-- Work order --
Collect every line in the records below that contains the word "Copy".

Collected data entries
------------------------------------------------
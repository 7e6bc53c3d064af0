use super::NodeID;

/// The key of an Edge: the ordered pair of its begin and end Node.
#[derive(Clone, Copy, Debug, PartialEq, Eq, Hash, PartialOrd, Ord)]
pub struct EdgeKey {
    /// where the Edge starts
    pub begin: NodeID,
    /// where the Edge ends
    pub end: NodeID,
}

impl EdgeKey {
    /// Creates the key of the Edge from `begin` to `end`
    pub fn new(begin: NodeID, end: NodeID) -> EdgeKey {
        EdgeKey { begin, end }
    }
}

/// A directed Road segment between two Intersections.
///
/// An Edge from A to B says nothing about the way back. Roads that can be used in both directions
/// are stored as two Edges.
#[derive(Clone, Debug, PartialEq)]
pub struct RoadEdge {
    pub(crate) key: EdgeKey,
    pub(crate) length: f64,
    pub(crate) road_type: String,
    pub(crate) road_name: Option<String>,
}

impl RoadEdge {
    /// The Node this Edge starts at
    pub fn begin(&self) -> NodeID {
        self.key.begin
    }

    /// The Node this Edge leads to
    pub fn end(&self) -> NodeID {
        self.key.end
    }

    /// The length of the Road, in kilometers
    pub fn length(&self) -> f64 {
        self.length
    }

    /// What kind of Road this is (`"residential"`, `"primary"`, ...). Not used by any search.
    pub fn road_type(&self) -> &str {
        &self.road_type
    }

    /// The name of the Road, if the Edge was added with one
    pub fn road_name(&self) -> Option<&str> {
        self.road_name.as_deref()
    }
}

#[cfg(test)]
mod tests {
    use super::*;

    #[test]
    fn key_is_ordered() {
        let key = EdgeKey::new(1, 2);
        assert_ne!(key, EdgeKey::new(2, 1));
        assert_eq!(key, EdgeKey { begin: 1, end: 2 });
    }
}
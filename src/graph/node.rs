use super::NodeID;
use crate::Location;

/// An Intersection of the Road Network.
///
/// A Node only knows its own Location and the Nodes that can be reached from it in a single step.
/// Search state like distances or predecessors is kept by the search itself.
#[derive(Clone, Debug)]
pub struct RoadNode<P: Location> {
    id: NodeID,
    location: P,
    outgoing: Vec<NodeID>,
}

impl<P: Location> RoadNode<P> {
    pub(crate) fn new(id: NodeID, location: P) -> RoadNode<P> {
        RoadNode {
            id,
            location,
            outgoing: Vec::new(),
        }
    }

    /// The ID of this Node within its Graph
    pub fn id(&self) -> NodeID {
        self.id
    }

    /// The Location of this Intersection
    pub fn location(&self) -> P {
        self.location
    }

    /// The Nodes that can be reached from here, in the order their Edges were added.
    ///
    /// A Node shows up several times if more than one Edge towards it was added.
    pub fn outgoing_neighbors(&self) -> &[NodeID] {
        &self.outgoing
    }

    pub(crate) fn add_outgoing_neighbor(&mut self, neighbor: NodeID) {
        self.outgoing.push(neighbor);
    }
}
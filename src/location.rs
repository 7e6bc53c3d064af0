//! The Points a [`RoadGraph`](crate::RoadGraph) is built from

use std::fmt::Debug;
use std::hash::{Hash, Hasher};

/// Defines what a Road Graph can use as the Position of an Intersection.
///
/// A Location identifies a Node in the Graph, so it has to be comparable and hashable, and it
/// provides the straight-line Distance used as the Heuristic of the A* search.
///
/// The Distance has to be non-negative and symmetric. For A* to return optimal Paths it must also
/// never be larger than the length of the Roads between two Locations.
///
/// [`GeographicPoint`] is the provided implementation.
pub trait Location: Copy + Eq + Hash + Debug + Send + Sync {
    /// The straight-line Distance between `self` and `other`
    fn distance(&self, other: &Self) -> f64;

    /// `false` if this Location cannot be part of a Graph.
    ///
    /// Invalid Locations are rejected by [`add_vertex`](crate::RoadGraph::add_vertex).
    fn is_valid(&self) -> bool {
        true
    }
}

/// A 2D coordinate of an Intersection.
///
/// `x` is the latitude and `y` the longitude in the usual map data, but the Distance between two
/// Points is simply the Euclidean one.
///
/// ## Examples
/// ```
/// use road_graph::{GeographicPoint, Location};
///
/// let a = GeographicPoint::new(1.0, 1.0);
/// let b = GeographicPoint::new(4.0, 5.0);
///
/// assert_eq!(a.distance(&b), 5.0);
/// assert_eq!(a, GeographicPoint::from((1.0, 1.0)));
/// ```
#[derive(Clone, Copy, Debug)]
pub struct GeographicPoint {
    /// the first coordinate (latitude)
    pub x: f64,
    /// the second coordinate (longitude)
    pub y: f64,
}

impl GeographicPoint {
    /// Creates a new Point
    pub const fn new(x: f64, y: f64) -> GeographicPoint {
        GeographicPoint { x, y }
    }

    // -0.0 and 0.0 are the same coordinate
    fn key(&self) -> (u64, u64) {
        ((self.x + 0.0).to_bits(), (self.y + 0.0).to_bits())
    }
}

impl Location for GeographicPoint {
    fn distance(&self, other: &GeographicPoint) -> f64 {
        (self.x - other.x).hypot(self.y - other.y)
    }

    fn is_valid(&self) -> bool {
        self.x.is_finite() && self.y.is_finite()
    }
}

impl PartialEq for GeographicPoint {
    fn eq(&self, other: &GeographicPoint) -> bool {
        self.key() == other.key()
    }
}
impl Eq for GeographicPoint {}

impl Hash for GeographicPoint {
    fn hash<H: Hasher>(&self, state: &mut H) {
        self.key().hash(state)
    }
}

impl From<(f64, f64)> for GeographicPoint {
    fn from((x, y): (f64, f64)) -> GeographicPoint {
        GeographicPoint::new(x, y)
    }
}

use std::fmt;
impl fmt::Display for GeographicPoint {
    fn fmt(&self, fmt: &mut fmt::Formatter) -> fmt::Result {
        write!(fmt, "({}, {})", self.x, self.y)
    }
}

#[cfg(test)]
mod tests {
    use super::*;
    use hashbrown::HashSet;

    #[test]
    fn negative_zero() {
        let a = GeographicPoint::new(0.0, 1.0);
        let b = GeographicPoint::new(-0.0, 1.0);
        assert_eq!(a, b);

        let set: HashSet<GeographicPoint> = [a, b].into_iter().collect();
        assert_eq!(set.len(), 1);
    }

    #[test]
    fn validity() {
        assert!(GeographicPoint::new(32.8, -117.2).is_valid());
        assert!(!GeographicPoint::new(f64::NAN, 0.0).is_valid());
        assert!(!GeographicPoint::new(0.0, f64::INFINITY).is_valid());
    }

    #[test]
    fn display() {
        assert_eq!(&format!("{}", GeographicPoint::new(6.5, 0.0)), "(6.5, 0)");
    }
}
------------------------------------------------
-- Reply to the task --
#[derive(Clone, Copy, Debug, PartialEq, Eq, Hash, PartialOrd, Ord)]
pub trait Location: Copy + Eq + Hash + Debug + Send + Sync {
#[derive(Clone, Copy, Debug)]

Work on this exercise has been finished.